- WHAT TO WORK ON
Your answer must contain each line of the listing in which "factor" appears, copied in full.
§ §
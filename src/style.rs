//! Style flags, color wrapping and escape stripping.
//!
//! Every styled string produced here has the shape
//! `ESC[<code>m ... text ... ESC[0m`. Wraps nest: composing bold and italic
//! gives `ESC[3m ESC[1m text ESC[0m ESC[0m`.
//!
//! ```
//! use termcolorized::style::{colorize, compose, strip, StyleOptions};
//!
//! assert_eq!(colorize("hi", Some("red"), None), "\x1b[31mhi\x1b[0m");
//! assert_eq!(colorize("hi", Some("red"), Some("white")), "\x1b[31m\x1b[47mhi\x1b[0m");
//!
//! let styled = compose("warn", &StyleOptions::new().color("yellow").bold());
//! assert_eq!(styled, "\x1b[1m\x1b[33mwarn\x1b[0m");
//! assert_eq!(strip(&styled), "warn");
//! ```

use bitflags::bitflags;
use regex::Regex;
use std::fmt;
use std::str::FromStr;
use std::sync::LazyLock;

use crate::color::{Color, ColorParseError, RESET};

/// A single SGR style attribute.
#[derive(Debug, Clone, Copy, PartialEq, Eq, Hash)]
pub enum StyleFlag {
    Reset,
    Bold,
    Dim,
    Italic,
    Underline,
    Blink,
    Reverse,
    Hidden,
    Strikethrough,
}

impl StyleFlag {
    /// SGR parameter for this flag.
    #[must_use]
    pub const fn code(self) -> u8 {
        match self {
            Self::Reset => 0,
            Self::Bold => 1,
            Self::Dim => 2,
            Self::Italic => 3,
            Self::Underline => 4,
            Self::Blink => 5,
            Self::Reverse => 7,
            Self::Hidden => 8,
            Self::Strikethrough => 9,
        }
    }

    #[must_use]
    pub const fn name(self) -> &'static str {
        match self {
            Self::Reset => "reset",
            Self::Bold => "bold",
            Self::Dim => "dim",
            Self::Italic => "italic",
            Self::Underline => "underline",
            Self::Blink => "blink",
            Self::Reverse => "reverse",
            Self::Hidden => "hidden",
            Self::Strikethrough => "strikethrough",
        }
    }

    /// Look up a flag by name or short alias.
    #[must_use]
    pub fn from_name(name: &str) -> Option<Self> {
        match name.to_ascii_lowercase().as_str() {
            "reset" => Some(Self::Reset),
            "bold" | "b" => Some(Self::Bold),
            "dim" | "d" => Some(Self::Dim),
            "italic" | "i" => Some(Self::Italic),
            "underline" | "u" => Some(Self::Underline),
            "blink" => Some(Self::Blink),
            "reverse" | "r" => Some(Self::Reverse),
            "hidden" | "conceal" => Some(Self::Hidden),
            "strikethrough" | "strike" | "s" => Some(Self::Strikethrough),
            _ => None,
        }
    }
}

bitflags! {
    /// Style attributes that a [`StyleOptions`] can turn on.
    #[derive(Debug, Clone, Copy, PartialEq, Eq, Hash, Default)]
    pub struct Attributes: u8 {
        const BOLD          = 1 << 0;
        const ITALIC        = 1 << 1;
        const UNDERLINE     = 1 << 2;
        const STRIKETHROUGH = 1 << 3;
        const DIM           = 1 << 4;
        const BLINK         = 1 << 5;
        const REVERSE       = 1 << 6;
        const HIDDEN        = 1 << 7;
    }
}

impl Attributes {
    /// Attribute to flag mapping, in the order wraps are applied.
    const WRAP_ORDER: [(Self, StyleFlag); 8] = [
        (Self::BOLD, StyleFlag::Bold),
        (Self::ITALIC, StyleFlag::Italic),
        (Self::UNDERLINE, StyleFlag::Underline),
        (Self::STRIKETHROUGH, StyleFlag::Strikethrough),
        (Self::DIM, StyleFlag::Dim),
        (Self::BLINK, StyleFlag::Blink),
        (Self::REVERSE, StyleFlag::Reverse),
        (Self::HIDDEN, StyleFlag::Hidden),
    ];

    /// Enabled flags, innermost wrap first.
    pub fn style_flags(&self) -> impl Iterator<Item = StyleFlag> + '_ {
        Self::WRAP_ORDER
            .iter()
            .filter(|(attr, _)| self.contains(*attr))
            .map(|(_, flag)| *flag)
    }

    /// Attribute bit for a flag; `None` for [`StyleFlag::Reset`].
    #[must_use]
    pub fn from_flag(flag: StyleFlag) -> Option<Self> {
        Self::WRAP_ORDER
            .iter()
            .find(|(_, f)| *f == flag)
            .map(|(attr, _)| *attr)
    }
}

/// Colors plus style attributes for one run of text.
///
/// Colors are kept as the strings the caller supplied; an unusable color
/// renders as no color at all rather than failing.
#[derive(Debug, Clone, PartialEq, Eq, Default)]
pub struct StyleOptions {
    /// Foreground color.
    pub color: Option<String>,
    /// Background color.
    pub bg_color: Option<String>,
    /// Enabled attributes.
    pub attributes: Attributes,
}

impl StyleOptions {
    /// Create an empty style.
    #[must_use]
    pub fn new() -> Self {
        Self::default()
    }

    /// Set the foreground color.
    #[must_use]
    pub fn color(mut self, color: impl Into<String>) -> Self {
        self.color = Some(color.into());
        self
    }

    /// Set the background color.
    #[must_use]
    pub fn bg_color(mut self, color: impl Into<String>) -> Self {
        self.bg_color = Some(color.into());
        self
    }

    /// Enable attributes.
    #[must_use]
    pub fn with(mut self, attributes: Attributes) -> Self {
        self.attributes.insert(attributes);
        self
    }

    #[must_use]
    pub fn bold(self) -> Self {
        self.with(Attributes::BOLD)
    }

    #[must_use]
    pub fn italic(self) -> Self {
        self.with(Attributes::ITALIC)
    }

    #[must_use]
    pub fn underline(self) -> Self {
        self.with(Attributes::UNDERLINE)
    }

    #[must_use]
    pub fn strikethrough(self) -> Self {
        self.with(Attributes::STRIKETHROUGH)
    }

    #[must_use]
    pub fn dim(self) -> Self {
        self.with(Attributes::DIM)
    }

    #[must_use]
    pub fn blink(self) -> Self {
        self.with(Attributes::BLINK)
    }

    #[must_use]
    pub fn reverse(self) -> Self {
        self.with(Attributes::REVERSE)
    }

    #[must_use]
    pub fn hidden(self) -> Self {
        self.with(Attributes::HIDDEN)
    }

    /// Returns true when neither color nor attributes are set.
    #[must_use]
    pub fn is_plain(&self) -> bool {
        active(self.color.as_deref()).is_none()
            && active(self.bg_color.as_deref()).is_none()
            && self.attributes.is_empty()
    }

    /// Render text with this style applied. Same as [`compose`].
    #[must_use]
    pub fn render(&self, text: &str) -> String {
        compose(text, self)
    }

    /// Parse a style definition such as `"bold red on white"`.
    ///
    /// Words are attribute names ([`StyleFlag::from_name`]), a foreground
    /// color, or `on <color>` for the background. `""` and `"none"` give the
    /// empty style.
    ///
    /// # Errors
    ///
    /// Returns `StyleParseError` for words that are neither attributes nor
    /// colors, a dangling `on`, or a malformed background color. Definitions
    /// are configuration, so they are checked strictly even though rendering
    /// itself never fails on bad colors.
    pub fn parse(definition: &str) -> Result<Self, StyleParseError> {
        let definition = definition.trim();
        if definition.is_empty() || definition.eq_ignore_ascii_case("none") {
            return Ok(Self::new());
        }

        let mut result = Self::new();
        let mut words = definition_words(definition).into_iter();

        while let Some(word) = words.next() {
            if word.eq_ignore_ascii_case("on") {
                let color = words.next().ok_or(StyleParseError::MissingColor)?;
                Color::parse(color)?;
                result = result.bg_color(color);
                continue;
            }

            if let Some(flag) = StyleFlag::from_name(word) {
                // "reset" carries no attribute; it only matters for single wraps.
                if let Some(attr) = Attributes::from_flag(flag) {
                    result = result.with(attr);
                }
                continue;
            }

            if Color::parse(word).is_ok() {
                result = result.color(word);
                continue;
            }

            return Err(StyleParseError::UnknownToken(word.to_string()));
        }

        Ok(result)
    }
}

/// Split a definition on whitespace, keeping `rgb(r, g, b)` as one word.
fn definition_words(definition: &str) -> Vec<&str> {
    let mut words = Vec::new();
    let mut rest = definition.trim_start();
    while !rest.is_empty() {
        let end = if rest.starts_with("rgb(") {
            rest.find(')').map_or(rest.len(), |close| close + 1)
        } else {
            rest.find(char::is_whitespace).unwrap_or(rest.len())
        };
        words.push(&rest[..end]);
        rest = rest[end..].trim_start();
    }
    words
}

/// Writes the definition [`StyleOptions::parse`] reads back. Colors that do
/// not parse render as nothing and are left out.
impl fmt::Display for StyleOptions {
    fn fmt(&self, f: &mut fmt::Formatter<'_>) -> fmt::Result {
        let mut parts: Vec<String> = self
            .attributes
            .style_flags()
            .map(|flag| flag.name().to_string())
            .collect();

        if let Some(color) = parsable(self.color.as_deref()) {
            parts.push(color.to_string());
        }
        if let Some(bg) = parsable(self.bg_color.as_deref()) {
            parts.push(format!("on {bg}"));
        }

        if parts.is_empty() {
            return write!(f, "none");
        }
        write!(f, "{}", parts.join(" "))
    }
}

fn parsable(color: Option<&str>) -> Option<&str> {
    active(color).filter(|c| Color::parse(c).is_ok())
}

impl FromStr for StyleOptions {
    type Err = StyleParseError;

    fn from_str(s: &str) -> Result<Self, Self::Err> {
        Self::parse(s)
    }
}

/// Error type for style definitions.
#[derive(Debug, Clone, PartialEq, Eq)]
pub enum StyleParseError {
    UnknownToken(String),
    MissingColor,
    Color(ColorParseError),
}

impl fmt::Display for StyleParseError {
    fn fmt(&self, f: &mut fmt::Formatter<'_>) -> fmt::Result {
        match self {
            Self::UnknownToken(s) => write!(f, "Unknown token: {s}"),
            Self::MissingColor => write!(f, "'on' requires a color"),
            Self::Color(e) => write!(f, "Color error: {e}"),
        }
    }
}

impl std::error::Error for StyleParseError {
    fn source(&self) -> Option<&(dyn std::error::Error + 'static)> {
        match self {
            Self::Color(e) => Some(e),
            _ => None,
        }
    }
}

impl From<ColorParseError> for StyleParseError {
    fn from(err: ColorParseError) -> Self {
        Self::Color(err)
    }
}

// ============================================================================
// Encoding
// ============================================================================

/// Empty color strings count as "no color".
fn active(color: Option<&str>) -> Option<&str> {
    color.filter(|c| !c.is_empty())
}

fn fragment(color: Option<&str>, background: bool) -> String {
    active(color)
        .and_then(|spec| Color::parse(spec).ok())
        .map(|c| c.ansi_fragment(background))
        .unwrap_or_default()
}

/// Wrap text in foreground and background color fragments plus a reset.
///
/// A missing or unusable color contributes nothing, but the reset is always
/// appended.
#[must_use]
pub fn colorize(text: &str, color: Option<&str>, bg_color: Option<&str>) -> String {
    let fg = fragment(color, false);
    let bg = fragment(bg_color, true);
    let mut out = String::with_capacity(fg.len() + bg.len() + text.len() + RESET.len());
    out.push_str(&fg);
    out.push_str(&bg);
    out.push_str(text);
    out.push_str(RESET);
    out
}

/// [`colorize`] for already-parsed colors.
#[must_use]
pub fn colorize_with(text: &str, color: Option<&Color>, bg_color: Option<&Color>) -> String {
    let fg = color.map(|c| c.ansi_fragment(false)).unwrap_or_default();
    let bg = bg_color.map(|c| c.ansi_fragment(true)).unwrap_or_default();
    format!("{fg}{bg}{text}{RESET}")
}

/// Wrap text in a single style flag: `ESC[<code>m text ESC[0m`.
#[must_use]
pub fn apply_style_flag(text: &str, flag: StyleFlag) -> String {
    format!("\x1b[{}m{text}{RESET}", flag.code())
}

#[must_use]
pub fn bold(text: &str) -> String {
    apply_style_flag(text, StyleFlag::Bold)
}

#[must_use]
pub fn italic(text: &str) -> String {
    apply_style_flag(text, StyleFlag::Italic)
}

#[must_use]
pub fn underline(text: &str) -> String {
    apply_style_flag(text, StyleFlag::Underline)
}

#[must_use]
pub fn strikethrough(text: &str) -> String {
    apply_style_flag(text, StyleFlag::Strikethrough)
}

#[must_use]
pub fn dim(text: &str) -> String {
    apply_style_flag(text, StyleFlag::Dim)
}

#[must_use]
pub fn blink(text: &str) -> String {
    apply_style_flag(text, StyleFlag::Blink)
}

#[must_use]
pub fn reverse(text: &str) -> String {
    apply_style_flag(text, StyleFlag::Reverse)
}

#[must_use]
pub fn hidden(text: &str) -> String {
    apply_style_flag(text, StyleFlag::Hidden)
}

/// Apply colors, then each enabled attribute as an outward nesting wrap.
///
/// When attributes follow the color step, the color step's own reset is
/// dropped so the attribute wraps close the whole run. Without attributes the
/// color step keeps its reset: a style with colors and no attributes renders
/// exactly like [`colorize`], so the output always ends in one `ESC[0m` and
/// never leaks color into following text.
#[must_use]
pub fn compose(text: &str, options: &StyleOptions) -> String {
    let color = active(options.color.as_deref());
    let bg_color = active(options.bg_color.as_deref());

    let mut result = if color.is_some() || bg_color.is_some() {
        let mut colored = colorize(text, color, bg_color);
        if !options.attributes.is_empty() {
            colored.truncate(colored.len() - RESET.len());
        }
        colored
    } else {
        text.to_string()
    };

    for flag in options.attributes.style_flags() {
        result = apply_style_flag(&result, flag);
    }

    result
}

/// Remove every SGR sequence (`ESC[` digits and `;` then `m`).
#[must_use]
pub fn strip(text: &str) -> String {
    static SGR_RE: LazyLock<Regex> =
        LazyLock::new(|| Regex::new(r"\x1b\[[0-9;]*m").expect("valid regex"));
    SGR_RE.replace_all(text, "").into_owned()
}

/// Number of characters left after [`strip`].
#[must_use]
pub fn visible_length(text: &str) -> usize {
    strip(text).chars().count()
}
§ §
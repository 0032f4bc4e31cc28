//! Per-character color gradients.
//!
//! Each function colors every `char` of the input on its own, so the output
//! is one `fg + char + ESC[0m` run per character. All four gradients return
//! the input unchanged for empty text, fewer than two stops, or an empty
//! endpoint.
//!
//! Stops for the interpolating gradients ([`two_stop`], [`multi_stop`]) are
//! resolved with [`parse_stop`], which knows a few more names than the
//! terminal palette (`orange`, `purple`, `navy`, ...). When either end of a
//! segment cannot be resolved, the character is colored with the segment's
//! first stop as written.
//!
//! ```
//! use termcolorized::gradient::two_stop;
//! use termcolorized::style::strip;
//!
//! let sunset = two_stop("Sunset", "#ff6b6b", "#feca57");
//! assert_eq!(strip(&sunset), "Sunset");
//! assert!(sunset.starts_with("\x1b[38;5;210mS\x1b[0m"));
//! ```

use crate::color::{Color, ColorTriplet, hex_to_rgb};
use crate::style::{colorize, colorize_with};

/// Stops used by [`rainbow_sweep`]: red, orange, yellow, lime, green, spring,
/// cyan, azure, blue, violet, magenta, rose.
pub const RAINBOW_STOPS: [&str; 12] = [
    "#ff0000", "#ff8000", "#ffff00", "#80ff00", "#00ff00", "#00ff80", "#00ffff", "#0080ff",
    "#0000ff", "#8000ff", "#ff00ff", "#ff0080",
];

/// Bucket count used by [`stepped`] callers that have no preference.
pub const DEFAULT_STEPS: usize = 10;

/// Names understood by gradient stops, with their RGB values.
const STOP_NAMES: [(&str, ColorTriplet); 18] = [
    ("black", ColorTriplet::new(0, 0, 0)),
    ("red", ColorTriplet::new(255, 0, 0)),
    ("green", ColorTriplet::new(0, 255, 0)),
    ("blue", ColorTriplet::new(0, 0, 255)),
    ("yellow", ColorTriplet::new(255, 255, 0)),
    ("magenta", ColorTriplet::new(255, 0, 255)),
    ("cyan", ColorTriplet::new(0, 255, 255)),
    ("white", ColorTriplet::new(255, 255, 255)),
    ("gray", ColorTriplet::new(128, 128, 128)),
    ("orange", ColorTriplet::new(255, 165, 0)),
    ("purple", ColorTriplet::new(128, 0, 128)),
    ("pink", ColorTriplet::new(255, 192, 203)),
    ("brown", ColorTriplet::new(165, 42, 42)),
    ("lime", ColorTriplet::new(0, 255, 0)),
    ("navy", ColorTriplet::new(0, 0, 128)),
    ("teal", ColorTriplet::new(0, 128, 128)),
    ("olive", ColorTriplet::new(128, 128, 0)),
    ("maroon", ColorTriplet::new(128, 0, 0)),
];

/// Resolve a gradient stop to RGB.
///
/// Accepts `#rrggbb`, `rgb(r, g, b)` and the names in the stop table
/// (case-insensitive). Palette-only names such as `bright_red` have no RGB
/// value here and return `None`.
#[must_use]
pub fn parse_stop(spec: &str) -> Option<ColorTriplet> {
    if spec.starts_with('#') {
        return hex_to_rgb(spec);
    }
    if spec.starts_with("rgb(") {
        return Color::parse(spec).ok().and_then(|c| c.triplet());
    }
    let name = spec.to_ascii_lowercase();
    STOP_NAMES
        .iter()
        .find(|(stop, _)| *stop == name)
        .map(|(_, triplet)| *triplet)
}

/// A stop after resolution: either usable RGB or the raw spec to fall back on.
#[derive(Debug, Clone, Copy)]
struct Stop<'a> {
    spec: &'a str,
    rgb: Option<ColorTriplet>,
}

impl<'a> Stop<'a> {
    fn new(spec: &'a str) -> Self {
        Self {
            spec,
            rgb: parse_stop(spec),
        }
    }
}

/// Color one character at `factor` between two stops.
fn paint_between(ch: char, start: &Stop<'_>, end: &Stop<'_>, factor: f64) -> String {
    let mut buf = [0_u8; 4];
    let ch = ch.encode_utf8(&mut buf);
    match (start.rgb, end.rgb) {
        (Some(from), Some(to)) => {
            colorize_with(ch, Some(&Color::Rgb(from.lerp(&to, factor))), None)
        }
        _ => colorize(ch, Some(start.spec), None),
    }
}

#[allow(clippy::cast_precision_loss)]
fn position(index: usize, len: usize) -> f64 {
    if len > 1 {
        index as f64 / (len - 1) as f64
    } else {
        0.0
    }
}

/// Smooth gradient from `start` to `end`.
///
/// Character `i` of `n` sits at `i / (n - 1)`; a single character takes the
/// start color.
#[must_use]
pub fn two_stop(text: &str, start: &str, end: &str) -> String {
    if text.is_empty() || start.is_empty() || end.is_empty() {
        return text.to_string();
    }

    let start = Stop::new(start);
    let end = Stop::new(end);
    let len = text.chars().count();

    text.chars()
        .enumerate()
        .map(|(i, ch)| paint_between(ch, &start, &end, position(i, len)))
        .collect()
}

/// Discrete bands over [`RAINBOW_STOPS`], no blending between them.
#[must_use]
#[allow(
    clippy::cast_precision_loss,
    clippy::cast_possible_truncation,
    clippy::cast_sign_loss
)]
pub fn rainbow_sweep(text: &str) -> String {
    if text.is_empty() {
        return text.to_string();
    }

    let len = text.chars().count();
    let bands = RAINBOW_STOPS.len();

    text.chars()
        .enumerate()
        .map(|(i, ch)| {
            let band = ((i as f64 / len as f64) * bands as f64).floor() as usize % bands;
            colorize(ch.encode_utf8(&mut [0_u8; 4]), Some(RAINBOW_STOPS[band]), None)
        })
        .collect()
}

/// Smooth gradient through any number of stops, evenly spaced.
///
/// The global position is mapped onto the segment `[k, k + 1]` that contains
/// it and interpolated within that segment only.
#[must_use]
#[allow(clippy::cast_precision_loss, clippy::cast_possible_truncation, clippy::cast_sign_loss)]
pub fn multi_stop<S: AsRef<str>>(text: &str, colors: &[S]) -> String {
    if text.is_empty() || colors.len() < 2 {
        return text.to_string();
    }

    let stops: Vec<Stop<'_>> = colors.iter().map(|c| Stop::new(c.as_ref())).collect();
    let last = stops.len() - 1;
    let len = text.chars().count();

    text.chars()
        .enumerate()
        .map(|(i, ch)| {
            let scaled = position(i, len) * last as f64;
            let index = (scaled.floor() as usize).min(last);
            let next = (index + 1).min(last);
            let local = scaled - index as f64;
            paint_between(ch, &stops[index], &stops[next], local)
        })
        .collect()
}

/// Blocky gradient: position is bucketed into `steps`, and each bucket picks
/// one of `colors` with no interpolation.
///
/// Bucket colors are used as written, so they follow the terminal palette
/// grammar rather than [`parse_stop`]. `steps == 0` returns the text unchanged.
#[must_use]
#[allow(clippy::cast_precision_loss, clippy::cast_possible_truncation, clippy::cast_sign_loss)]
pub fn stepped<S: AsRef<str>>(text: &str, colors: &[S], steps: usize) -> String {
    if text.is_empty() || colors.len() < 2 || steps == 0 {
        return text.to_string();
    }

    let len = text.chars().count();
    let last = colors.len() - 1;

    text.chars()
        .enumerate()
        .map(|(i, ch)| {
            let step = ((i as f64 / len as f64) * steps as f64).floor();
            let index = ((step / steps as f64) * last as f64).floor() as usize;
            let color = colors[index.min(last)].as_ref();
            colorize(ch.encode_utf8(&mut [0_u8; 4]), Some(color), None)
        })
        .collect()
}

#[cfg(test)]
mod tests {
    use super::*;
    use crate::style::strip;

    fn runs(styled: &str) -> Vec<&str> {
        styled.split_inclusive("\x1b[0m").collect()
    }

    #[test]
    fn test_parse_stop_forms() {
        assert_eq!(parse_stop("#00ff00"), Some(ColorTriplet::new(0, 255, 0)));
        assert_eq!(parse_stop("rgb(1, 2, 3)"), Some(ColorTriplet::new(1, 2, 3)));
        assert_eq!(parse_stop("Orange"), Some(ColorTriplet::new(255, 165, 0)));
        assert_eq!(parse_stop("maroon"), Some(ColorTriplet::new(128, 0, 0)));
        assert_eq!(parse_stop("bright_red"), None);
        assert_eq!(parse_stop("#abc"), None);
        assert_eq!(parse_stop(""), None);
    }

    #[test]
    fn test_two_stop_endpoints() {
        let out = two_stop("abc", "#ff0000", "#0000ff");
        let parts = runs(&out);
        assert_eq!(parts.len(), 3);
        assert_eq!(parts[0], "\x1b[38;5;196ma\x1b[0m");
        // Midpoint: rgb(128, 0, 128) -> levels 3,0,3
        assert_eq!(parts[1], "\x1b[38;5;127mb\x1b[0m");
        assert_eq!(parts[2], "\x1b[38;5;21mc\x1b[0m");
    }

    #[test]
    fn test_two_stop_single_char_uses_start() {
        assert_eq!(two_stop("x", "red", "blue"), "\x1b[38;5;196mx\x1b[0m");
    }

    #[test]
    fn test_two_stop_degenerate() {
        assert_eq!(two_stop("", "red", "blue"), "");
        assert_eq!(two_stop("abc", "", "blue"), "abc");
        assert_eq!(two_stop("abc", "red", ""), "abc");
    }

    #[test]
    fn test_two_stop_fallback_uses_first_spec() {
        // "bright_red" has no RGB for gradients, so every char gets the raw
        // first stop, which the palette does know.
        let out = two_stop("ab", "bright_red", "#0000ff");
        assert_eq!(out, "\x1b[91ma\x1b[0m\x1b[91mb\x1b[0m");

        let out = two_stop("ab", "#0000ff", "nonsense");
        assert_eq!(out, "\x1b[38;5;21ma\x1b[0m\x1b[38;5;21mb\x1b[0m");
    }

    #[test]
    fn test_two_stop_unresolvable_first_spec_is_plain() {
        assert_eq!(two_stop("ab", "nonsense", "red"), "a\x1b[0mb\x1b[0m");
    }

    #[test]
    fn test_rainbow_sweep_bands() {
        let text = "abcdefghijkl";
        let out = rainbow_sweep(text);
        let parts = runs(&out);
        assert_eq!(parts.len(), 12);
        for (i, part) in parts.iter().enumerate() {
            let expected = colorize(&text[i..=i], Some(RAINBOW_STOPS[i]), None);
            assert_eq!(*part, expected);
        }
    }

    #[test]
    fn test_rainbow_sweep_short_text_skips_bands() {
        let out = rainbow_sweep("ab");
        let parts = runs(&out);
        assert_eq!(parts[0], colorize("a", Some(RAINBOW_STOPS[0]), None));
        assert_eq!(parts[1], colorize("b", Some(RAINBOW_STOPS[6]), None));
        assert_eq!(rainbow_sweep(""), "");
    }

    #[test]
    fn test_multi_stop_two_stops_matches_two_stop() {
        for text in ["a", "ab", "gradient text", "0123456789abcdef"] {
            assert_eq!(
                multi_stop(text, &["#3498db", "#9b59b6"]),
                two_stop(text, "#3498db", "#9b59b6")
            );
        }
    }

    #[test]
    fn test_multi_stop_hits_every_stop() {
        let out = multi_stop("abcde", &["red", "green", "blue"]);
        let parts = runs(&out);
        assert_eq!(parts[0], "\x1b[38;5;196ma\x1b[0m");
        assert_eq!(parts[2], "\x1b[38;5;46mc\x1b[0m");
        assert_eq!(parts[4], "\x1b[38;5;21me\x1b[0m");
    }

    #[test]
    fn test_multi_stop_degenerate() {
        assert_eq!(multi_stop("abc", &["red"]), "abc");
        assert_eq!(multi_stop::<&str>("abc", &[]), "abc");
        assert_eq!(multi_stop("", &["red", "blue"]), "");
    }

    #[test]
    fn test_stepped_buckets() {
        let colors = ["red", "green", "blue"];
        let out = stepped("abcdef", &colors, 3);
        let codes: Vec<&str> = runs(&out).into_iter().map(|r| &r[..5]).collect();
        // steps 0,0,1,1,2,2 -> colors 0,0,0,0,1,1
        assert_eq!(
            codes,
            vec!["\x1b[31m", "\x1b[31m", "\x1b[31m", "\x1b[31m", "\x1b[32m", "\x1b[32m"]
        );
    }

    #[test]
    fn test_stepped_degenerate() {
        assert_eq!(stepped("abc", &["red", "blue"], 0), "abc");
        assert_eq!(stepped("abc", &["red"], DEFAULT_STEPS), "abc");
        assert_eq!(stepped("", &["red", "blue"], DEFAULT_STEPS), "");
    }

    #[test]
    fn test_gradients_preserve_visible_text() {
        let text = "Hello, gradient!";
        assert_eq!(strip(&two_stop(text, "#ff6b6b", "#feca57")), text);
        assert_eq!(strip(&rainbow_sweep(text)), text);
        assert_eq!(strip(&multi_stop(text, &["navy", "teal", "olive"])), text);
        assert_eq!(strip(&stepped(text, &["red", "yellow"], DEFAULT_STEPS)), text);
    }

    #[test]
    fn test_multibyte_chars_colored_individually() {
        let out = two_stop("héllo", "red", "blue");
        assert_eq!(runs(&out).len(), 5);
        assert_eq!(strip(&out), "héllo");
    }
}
§ §
- WRITTEN RESPONSE
/// Color one character at `factor` between two stops.
fn paint_between(ch: char, start: &Stop<'_>, end: &Stop<'_>, factor: f64) -> String {
            colorize_with(ch, Some(&Color::Rgb(from.lerp(&to, factor))), None)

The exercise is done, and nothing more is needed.